ASSIGNMENT:
Lines with "PatchStackError" in the entries below: count them and reply with the number alone.

▼

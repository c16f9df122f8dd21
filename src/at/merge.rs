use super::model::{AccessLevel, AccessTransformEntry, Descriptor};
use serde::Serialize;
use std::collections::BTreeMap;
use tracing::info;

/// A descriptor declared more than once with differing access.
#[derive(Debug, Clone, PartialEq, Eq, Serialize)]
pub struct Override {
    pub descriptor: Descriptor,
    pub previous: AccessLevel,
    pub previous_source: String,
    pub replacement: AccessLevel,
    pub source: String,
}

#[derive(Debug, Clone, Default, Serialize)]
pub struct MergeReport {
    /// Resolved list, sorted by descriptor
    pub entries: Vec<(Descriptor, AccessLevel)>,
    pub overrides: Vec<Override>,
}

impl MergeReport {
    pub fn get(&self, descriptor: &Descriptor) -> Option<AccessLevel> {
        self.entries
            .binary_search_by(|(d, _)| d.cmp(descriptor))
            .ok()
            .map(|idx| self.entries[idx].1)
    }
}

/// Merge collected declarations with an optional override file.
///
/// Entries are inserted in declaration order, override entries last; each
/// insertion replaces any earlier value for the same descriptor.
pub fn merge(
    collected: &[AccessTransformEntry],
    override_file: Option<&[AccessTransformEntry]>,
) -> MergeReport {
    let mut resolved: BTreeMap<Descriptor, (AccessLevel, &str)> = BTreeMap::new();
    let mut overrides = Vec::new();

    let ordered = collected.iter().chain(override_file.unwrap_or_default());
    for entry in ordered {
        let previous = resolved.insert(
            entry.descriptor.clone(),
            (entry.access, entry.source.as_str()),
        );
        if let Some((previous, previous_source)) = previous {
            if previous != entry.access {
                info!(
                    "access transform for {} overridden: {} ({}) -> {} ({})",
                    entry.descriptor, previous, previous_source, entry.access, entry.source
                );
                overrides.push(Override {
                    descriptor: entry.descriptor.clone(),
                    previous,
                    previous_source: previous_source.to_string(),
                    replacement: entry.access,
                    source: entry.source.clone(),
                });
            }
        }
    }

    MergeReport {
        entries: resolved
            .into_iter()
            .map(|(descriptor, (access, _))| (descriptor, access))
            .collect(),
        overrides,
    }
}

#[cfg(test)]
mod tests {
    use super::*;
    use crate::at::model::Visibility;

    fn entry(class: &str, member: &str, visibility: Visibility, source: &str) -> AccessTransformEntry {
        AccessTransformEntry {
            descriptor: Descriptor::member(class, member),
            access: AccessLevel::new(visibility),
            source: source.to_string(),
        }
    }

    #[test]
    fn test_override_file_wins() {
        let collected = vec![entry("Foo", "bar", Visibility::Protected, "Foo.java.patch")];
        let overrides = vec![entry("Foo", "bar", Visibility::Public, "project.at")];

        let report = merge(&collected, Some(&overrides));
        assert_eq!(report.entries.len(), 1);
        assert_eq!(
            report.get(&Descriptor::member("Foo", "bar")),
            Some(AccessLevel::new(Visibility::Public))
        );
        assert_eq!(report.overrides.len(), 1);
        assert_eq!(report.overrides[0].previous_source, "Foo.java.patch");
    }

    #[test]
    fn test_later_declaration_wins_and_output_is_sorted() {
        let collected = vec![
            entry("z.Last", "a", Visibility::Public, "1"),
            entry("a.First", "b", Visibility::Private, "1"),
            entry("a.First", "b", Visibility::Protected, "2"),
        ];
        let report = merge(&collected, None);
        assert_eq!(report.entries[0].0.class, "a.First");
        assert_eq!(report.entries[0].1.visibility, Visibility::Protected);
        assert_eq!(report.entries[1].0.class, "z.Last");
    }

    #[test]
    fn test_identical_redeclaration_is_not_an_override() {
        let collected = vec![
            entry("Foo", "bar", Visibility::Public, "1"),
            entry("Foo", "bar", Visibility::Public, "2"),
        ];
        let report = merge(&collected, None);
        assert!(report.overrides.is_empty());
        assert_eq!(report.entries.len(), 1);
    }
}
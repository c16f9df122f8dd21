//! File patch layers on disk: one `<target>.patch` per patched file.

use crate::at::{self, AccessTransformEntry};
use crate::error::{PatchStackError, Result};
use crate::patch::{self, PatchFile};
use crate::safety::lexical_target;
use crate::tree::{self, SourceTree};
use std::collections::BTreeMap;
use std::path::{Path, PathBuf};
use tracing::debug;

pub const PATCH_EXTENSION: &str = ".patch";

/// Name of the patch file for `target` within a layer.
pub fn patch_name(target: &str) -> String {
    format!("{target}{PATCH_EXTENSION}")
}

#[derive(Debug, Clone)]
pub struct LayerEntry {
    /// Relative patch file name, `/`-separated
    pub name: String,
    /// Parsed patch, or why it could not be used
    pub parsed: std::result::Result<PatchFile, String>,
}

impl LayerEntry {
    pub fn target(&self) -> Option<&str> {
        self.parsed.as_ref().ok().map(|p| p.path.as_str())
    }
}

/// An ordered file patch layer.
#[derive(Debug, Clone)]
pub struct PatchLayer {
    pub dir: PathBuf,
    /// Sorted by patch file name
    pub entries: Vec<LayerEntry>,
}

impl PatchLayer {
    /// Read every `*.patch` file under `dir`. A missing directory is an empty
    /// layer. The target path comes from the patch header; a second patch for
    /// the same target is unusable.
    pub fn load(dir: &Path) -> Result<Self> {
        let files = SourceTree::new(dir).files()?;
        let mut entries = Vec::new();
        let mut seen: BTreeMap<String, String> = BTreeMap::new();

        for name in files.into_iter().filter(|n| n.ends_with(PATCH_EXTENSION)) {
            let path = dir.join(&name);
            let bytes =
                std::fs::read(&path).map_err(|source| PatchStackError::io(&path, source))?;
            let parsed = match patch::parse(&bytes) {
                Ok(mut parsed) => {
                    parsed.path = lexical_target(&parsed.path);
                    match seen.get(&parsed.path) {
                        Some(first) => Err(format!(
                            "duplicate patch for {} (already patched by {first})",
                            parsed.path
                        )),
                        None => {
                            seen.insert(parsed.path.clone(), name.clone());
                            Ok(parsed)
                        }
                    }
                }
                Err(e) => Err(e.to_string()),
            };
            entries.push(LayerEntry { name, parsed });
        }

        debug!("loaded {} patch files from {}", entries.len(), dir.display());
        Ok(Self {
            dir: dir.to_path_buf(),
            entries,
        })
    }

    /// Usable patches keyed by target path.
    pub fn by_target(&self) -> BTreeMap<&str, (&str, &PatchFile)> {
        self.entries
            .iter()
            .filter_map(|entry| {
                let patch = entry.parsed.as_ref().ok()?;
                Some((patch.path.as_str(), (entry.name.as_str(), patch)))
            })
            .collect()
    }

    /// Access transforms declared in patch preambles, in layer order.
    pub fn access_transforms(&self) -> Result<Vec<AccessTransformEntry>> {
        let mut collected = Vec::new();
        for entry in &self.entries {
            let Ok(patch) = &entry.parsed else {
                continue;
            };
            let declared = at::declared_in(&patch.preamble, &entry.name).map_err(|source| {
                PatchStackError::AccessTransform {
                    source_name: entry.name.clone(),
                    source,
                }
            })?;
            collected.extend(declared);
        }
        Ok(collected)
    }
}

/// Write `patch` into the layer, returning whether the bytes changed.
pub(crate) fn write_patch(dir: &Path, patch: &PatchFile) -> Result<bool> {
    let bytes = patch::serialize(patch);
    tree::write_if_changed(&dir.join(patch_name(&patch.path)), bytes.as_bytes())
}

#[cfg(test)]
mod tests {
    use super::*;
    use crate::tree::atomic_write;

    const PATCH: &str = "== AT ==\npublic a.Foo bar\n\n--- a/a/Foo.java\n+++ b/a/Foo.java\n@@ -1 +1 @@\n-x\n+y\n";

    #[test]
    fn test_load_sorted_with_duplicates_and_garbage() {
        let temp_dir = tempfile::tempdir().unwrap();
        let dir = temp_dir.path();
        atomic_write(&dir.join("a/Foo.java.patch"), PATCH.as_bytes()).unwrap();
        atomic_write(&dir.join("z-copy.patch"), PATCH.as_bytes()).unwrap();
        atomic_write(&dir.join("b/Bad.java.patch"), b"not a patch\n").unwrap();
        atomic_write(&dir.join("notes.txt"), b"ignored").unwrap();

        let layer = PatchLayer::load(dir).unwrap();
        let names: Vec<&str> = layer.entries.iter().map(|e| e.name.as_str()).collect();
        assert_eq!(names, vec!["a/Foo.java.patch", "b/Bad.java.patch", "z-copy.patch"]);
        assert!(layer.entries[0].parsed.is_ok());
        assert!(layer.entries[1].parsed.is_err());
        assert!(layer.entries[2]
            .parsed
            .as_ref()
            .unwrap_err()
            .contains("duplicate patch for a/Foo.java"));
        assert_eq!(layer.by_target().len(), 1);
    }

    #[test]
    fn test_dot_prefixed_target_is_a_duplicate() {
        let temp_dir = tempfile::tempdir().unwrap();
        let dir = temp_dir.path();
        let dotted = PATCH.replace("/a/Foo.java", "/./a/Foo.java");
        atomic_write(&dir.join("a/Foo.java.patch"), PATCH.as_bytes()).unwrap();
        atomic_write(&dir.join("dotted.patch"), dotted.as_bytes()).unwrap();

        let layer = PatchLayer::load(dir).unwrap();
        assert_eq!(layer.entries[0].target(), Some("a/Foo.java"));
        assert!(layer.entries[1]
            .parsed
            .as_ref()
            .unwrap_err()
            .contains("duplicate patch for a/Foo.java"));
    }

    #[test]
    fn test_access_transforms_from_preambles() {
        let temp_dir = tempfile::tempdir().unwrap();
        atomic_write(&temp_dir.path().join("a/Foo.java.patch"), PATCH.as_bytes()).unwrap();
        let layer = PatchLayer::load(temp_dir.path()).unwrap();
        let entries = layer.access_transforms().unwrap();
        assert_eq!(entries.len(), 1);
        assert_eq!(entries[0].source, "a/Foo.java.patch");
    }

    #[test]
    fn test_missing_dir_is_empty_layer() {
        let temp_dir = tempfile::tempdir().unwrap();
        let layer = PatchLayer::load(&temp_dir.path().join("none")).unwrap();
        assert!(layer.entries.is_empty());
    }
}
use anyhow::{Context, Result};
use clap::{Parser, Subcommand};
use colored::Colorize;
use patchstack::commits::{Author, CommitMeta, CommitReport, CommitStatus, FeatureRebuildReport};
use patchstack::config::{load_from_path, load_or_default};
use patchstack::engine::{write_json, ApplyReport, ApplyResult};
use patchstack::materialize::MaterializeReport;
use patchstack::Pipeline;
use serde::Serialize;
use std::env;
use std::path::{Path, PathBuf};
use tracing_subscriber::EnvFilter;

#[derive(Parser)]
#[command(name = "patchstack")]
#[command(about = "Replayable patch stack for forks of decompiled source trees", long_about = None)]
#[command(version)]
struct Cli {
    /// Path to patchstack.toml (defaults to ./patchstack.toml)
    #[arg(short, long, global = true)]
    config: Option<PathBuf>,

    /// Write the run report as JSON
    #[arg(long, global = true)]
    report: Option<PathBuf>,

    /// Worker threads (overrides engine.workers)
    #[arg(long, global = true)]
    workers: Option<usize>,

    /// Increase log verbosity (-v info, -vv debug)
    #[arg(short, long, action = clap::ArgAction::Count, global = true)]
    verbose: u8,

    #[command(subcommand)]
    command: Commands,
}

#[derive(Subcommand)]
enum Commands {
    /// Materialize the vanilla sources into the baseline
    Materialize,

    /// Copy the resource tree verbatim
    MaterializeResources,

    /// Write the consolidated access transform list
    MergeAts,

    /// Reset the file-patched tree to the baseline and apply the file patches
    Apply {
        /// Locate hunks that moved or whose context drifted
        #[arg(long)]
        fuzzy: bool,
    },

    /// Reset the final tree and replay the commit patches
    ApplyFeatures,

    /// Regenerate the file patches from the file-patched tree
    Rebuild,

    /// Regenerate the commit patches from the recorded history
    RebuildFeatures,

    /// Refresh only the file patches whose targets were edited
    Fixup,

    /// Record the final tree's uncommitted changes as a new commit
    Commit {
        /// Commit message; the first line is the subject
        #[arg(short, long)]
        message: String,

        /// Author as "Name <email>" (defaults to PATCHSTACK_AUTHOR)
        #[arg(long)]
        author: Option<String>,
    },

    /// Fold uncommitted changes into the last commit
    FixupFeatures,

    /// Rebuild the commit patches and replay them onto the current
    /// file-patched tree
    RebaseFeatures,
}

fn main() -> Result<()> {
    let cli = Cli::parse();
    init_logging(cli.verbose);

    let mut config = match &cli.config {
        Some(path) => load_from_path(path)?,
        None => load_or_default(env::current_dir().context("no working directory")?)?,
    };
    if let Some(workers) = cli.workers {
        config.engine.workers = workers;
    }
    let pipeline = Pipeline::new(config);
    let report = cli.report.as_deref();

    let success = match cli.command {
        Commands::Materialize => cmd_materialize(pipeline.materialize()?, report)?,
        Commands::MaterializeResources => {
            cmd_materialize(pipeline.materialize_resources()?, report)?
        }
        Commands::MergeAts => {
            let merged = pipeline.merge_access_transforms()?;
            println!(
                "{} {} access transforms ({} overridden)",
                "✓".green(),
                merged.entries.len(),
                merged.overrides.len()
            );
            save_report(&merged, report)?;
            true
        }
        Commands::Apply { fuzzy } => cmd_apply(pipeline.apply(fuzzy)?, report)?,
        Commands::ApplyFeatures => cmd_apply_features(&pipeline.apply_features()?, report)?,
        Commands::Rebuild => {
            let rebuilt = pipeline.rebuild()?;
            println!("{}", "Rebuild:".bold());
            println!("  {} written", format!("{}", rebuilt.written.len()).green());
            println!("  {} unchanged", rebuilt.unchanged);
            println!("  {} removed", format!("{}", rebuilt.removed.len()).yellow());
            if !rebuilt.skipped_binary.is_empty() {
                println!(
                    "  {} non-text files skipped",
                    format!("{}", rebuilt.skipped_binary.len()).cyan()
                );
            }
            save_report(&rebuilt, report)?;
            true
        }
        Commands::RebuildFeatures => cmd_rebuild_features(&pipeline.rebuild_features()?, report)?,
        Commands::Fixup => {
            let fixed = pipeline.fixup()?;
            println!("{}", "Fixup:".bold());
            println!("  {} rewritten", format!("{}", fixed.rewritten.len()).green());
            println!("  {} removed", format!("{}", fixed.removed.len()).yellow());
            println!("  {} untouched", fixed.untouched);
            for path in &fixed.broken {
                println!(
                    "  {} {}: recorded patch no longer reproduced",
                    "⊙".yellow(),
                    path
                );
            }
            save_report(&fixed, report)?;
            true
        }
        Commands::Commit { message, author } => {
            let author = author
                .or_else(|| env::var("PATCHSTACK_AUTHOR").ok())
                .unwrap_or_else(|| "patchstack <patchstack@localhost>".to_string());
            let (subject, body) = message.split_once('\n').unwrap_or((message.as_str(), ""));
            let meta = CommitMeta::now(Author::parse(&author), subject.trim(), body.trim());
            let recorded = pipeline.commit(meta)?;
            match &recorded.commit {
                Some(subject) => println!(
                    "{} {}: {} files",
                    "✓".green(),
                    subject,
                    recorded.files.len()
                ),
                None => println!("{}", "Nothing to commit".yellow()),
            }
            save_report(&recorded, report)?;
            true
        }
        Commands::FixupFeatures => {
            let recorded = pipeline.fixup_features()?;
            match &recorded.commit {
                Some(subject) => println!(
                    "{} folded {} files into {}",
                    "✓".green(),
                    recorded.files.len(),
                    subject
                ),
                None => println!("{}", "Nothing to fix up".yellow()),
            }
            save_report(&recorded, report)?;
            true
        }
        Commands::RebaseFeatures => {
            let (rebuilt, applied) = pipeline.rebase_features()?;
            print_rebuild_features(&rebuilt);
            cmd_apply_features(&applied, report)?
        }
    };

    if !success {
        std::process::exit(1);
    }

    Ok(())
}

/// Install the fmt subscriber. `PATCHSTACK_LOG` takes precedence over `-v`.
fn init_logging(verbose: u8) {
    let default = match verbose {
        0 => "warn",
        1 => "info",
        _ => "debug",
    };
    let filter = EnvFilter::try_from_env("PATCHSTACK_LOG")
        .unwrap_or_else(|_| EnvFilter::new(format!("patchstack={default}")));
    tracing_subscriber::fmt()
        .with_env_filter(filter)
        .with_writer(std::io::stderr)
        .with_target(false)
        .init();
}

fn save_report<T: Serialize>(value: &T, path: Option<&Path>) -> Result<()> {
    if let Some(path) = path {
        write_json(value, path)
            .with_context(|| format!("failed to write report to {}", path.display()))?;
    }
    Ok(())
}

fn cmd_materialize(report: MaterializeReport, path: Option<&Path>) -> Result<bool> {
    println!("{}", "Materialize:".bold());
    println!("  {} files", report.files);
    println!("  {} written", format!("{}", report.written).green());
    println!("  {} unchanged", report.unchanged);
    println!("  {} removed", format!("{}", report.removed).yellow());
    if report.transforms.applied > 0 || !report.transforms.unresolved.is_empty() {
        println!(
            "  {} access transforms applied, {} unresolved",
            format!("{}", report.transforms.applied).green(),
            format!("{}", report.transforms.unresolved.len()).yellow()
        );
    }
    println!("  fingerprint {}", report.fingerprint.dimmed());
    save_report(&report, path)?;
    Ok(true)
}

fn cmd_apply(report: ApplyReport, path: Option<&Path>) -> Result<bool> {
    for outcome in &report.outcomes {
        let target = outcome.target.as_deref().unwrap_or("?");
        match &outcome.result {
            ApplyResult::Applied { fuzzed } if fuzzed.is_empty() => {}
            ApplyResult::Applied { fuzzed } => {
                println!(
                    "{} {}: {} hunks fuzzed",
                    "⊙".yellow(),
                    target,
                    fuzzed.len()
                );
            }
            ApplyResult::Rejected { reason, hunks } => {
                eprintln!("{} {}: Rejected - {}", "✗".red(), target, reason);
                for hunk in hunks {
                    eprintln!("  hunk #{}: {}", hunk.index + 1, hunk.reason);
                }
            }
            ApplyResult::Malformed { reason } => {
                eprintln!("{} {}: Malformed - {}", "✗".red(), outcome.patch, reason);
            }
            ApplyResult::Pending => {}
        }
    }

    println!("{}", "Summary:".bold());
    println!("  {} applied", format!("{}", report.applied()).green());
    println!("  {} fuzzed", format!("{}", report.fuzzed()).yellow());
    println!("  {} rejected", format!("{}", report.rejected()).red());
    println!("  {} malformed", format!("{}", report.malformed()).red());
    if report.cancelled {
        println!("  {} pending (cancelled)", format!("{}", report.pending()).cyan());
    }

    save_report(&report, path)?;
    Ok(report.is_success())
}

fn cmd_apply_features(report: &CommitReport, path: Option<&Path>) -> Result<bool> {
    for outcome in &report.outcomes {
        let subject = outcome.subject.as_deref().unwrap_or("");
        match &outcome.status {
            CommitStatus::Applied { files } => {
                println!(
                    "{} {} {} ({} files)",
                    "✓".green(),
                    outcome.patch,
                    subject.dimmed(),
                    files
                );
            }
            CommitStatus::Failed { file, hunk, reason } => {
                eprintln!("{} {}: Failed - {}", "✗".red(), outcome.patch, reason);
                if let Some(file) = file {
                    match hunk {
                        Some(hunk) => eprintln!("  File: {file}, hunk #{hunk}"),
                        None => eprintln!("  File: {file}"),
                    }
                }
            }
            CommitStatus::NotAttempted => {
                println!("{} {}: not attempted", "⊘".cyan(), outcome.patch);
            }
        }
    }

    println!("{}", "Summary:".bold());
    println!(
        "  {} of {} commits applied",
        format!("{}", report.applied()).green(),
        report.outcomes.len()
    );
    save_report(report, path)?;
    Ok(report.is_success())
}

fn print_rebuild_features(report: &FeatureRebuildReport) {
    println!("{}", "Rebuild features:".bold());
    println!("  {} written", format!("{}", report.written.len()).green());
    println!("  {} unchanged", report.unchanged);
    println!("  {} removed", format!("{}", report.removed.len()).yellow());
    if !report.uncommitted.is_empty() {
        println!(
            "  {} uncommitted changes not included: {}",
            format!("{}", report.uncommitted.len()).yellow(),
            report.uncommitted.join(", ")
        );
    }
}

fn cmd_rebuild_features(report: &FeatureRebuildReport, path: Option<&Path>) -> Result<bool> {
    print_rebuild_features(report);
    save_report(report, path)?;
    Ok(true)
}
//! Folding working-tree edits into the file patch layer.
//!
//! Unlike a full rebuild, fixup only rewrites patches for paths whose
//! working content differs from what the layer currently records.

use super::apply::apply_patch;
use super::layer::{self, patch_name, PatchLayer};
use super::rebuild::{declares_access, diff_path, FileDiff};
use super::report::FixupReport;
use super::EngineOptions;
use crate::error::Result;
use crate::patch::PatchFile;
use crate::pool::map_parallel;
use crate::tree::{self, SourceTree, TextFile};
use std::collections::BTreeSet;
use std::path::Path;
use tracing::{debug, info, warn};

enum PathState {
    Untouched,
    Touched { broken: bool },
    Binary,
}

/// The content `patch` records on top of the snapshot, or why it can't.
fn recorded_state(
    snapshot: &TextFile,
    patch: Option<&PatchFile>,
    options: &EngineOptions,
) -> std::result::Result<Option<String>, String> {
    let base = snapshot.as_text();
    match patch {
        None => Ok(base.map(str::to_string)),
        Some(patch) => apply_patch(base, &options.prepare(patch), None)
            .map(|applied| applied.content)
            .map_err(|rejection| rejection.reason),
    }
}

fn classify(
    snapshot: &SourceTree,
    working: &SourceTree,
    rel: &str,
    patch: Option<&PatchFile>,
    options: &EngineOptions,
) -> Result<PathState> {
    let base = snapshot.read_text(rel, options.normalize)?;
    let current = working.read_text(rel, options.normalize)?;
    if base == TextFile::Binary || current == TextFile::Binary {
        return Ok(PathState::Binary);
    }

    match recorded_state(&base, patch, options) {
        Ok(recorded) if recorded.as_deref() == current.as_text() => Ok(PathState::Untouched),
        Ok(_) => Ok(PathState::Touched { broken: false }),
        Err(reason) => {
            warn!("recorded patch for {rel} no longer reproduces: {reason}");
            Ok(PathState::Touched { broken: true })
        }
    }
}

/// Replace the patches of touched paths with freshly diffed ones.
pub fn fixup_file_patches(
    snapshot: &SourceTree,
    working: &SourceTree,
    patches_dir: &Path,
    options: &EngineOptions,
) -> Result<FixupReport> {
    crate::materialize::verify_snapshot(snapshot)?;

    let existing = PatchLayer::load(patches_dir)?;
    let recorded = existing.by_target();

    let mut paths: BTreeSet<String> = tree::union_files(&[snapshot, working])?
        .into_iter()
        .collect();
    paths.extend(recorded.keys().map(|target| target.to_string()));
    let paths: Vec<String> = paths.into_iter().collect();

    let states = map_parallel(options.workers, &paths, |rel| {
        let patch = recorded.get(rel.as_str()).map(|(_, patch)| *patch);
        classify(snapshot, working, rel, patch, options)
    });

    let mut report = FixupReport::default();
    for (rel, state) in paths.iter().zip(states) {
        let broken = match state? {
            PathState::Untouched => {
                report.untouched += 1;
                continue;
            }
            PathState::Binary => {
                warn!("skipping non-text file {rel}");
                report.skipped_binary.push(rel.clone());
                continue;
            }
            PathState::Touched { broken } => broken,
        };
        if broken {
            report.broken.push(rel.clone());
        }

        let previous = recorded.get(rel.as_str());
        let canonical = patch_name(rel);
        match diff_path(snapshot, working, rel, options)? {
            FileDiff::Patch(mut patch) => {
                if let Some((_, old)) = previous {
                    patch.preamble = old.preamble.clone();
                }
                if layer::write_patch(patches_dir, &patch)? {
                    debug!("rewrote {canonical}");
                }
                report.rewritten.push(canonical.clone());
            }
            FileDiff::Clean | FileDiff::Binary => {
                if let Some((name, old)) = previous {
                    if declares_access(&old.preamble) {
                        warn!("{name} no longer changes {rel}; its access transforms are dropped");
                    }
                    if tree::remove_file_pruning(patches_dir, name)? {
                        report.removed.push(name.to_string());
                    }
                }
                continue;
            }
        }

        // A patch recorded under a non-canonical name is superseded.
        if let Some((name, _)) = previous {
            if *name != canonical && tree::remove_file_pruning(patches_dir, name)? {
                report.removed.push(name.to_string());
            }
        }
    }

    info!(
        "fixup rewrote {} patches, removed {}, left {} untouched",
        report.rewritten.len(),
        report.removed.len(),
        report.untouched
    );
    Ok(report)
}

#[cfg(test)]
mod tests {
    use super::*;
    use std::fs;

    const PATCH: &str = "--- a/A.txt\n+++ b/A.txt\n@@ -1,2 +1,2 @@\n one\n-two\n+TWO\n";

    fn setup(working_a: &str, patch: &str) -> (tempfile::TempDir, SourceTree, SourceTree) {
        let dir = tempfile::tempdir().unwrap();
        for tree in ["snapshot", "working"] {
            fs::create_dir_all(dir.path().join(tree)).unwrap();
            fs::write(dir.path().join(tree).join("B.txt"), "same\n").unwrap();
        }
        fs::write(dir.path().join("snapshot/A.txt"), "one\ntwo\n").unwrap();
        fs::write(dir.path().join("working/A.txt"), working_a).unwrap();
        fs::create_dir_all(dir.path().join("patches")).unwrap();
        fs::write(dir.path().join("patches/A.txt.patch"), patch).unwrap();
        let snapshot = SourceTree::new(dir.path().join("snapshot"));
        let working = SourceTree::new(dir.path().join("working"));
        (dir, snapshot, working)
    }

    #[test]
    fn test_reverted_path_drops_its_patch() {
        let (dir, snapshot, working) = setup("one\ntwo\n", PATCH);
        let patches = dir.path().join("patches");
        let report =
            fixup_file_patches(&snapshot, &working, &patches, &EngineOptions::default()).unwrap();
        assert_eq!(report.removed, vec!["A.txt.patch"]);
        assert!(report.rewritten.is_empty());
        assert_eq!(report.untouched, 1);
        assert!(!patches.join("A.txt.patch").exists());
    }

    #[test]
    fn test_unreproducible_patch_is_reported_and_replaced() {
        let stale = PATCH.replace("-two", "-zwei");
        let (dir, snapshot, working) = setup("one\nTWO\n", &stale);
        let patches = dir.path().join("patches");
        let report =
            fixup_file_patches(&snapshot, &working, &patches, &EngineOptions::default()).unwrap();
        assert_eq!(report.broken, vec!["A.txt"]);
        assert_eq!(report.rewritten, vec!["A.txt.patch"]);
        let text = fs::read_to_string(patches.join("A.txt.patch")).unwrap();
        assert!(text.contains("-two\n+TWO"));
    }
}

▲

ANSWER SECTION:
3